## Directions
Look through the records, and wherever the string "loaded" turns up, copy out that line.
-------- Listed entries
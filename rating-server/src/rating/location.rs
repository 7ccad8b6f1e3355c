//! Location proximity: composing the per-mode ratings of one address.

use crate::domain::{StopKind, TransitPreferences};

use super::error::RatingError;
use super::weights::WeightedSum;

/// Proximity ratings per stop kind for one address.
///
/// A kind is `None` when its preference is `None` or the provider had no
/// usable stops for it. Absent kinds are left out of the composition.
#[derive(Debug, Clone, Copy, Default, PartialEq)]
pub struct ModeRatings {
    pub cta: Option<f64>,
    pub divvy: Option<f64>,
    pub shuttles: Option<f64>,
}

impl ModeRatings {
    pub fn get(&self, kind: StopKind) -> Option<f64> {
        match kind {
            StopKind::Cta => self.cta,
            StopKind::Divvy => self.divvy,
            StopKind::Shuttles => self.shuttles,
        }
    }

    pub fn set(&mut self, kind: StopKind, rating: Option<f64>) {
        match kind {
            StopKind::Cta => self.cta = rating,
            StopKind::Divvy => self.divvy = rating,
            StopKind::Shuttles => self.shuttles = rating,
        }
    }

    pub fn is_empty(&self) -> bool {
        StopKind::ALL.iter().all(|kind| self.get(*kind).is_none())
    }
}

/// Combine mode ratings into one location score, weighted by preference.
///
/// Only modes with a rating and a preference other than `None` enter the
/// weight sum. Calling this with no such mode is a configuration error.
pub fn location_rating(
    ratings: &ModeRatings,
    prefs: &TransitPreferences,
) -> Result<f64, RatingError> {
    let mut score = WeightedSum::new();

    for kind in StopKind::ALL {
        let level = prefs.level(kind.mode());
        if level.is_none() {
            continue;
        }
        if let Some(rating) = ratings.get(kind) {
            score.add(rating, level.weight());
        }
    }

    score.average().ok_or_else(|| {
        RatingError::Configuration("no CTA, Divvy or shuttle rating to combine".to_string())
    })
}

#[cfg(test)]
mod tests {
    use super::*;
    use crate::domain::{Mode, PreferenceLevel};

    #[test]
    fn weights_by_preference() {
        let prefs = TransitPreferences::default()
            .with(Mode::Cta, PreferenceLevel::High)
            .with(Mode::Bicycling, PreferenceLevel::Low)
            .with(Mode::Shuttles, PreferenceLevel::Medium);
        let ratings = ModeRatings {
            cta: Some(100.0),
            divvy: Some(700.0),
            shuttles: Some(400.0),
        };

        let score = location_rating(&ratings, &prefs).unwrap();
        assert_eq!(score, (4.0 * 100.0 + 700.0 + 2.0 * 400.0) / 7.0);
    }

    #[test]
    fn none_preference_changes_denominator() {
        let prefs = TransitPreferences::default()
            .with(Mode::Cta, PreferenceLevel::High)
            .with(Mode::Shuttles, PreferenceLevel::None);
        let ratings = ModeRatings {
            cta: Some(100.0),
            divvy: None,
            // Ignored: shuttles have no preference
            shuttles: Some(10_000.0),
        };

        assert_eq!(location_rating(&ratings, &prefs).unwrap(), 100.0);
    }

    #[test]
    fn all_absent_is_a_configuration_error() {
        let prefs = TransitPreferences::default().with(Mode::Cta, PreferenceLevel::Low);
        let err = location_rating(&ModeRatings::default(), &prefs).unwrap_err();
        assert!(matches!(err, RatingError::Configuration(_)));
    }

    #[test]
    fn set_and_get() {
        let mut ratings = ModeRatings::default();
        assert!(ratings.is_empty());
        ratings.set(StopKind::Divvy, Some(3.0));
        assert_eq!(ratings.get(StopKind::Divvy), Some(3.0));
        assert!(!ratings.is_empty());
    }
}
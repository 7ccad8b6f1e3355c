//! Address scoring and ranking.
//!
//! Scores are time-like: lower is better.

use serde::Serialize;

use super::weights::weighted_average;

/// Location weight, POI weight.
pub const LOCATION_POI_WEIGHTS: (f64, f64) = (1.0, 1.0);

/// Final score of one address.
#[derive(Debug, Clone, PartialEq, Serialize)]
pub struct AddressRating {
    pub address: String,
    pub score: f64,
}

/// An address at its position in the ranking.
#[derive(Debug, Clone, PartialEq, Serialize)]
pub struct RankedAddress {
    /// 1-indexed position, best first.
    pub rank: usize,
    pub address: String,
    pub score: f64,
}

/// Combine the location and POI scores of one address.
///
/// Without POIs the location score stands alone (and vice versa when no
/// location mode is rated). Returns `None` when neither is available.
pub fn address_score(location: Option<f64>, poi: Option<f64>) -> Option<f64> {
    match (location, poi) {
        (Some(location), Some(poi)) => Some(weighted_average(
            &[location, poi],
            &[LOCATION_POI_WEIGHTS.0, LOCATION_POI_WEIGHTS.1],
        )),
        (location, poi) => location.or(poi),
    }
}

/// Rank addresses by ascending score.
///
/// The sort is stable, so equal scores keep their input order.
pub fn rank_addresses(ratings: &[AddressRating]) -> Vec<RankedAddress> {
    let mut sorted: Vec<&AddressRating> = ratings.iter().collect();
    sorted.sort_by(|a, b| a.score.total_cmp(&b.score));

    sorted
        .into_iter()
        .enumerate()
        .map(|(idx, rating)| RankedAddress {
            rank: idx + 1,
            address: rating.address.clone(),
            score: rating.score,
        })
        .collect()
}
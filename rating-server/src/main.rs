use std::net::SocketAddr;

use rating_server::cache::{CacheConfig, CachedMapsClient};
use rating_server::live::LiveProvider;
use rating_server::maps::{MapsClient, MapsConfig, MockProvider};
use rating_server::rating::{RatingConfig, RatingEngine, RatingProvider};
use rating_server::stops::StopCatalog;
use rating_server::web::{AppState, create_router};
use tracing::{info, warn};
use tracing_subscriber::EnvFilter;

const DEFAULT_STOPS_FILE: &str = "data/stops.json";
const DEFAULT_BIND_ADDR: &str = "127.0.0.1:3000";

#[tokio::main]
async fn main() {
    tracing_subscriber::fmt()
        .with_env_filter(
            EnvFilter::try_from_default_env().unwrap_or_else(|_| EnvFilter::new("info")),
        )
        .init();

    let addr: SocketAddr = std::env::var("BIND_ADDR")
        .unwrap_or_else(|_| DEFAULT_BIND_ADDR.to_string())
        .parse()
        .expect("BIND_ADDR must be host:port");

    let config = RatingConfig::default();

    // Serve from a fixture file instead of the live API when asked
    if let Ok(path) = std::env::var("MOCK_PROVIDER_FILE") {
        let provider = MockProvider::from_file(&path).expect("Failed to load mock provider data");
        info!(path = %path, "using mock provider");
        serve(RatingEngine::new(provider, config), addr).await;
        return;
    }

    let api_key = std::env::var("MAPS_API_KEY").unwrap_or_else(|_| {
        warn!("MAPS_API_KEY not set. API calls will fail.");
        String::new()
    });

    let stops_file =
        std::env::var("STOPS_FILE").unwrap_or_else(|_| DEFAULT_STOPS_FILE.to_string());
    let stops = StopCatalog::load(&stops_file).expect("Failed to load stop catalogue");
    info!(path = %stops_file, stops = stops.len(), "loaded stop catalogue");

    let maps_client = MapsClient::new(MapsConfig::new(api_key)).expect("Failed to create maps client");
    let cached_maps = CachedMapsClient::new(maps_client, &CacheConfig::default());

    let provider = LiveProvider::new(cached_maps, stops, config.area);
    serve(RatingEngine::new(provider, config), addr).await;
}

async fn serve<P>(engine: RatingEngine<P>, addr: SocketAddr)
where
    P: RatingProvider + Send + 'static,
{
    let app = create_router(AppState::new(engine));

    info!("Address rating server listening on http://{addr}");
    info!("  GET  /health  - Health check");
    info!("  POST /rank    - Rate and rank candidate addresses");

    let listener = tokio::net::TcpListener::bind(addr)
        .await
        .expect("Failed to bind listener");
    axum::serve(listener, app).await.expect("Server error");
}
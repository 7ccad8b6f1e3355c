//! Web layer for the address rating service.
//!
//! Provides a JSON endpoint that ranks candidate addresses.

mod dto;
mod routes;
mod state;

pub use dto::*;
pub use routes::{AppError, create_router};
pub use state::AppState;
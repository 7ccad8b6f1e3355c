//! Preference-sensitive travel-time adjustment.
//!
//! The adjustment works like progressive tax brackets: each band of the raw
//! time contributes at its own marginal rate, and time beyond the last band
//! contributes nothing. High preference subtracts the adjustment, low
//! preference adds it, medium leaves the time alone.

use crate::domain::PreferenceLevel;

use super::error::RatingError;

/// `(lower bound, upper bound, marginal rate)` in seconds.
pub const BRACKETS: [(f64, f64, f64); 3] = [
    (0.0, 300.0, 0.7),
    (300.0, 720.0, 0.5),
    (720.0, 1500.0, 0.25),
];

/// Cumulative bracket adjustment for a raw travel time.
pub fn bracket_offset(time_seconds: f64) -> f64 {
    BRACKETS
        .iter()
        .map(|&(lower, upper, rate)| rate * (time_seconds - lower).clamp(0.0, upper - lower))
        .sum()
}

/// Adjust a travel time for the searcher's preference for that mode.
///
/// `None` is rejected: modes without a preference are filtered out before
/// any time reaches this function.
pub fn adjust(time_seconds: f64, level: PreferenceLevel) -> Result<f64, RatingError> {
    match level {
        PreferenceLevel::Medium => Ok(time_seconds),
        PreferenceLevel::High => Ok(time_seconds - bracket_offset(time_seconds)),
        PreferenceLevel::Low => Ok(time_seconds + bracket_offset(time_seconds)),
        PreferenceLevel::None => Err(RatingError::InvalidPreference(level)),
    }
}

#[cfg(test)]
mod tests {
    use super::*;

    fn approx(a: f64, b: f64) -> bool {
        (a - b).abs() < 1e-9
    }

    #[test]
    fn medium_is_identity() {
        assert_eq!(adjust(437.0, PreferenceLevel::Medium).unwrap(), 437.0);
    }

    #[test]
    fn brackets_compose() {
        let expected = 2000.0 - (0.7 * 300.0 + 0.5 * 420.0 + 0.25 * 780.0);
        assert!(approx(adjust(2000.0, PreferenceLevel::High).unwrap(), expected));

        let expected = 2000.0 + (0.7 * 300.0 + 0.5 * 420.0 + 0.25 * 780.0);
        assert!(approx(adjust(2000.0, PreferenceLevel::Low).unwrap(), expected));
    }

    #[test]
    fn first_bracket_only() {
        assert!(approx(bracket_offset(100.0), 70.0));
        assert!(approx(bracket_offset(300.0), 210.0));
        assert!(approx(bracket_offset(400.0), 260.0));
    }

    #[test]
    fn saturates_after_last_bracket() {
        assert!(approx(bracket_offset(1500.0), bracket_offset(9000.0)));
    }

    #[test]
    fn none_is_rejected() {
        assert!(matches!(
            adjust(60.0, PreferenceLevel::None),
            Err(RatingError::InvalidPreference(PreferenceLevel::None))
        ));
    }
}
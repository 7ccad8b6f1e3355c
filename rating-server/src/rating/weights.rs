//! Weighted averaging shared by every rating stage.

/// Sum of `value * weight` divided by the sum of weights.
///
/// Pairs beyond the shorter slice are ignored. A zero weight sum divides by
/// one instead, so an all-zero weighting yields `0.0` rather than NaN.
pub fn weighted_average(values: &[f64], weights: &[f64]) -> f64 {
    let (sum, total) = values
        .iter()
        .zip(weights)
        .fold((0.0, 0.0), |(sum, total), (value, weight)| {
            (sum + value * weight, total + weight)
        });
    sum / if total == 0.0 { 1.0 } else { total }
}

/// Running weighted sum for compositions whose terms are discovered one at a
/// time and may be skipped.
#[derive(Debug, Clone, Copy, Default)]
pub struct WeightedSum {
    sum: f64,
    total: f64,
    terms: usize,
}

impl WeightedSum {
    pub fn new() -> Self {
        Self::default()
    }

    pub fn add(&mut self, value: f64, weight: f64) {
        self.sum += value * weight;
        self.total += weight;
        self.terms += 1;
    }

    /// The weighted average, or `None` if no term was added.
    pub fn average(&self) -> Option<f64> {
        if self.terms == 0 {
            return None;
        }
        Some(self.sum / if self.total == 0.0 { 1.0 } else { self.total })
    }
}
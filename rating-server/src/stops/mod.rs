//! Transit stop catalogue.
//!
//! Divvy stations, campus shuttle stops and CTA bus stops with their
//! coordinates, loaded from a JSON file at startup. The live provider uses
//! it to pick which stops to measure walking times to.

mod catalog;
mod error;

pub use catalog::{Stop, StopCatalog};
pub use error::StopError;
//! Maps web-service client.
//!
//! Geocoding, distance matrix and place search against a Google-style
//! maps API, plus an in-memory provider for tests and offline use.
//!
//! Key characteristics of the API:
//! - Every response carries a top-level `status`; only `OK` has results
//! - Distance matrix requests take at most 25 destinations
//! - Durations are integer seconds

mod client;
mod error;
mod mock;
mod types;

pub use client::{MAX_DESTINATIONS_PER_REQUEST, MapsClient, MapsConfig};
pub use error::ProviderError;
pub use mock::MockProvider;
pub use types::{
    DistanceMatrixResponse, FindPlaceResponse, GeocodeResponse, PlaceCandidate, check_status,
};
----------------
## Response
    info!(path = %stops_file, stops = stops.len(), "loaded stop catalogue");
//! coordinates, loaded from a JSON file at startup. The live provider uses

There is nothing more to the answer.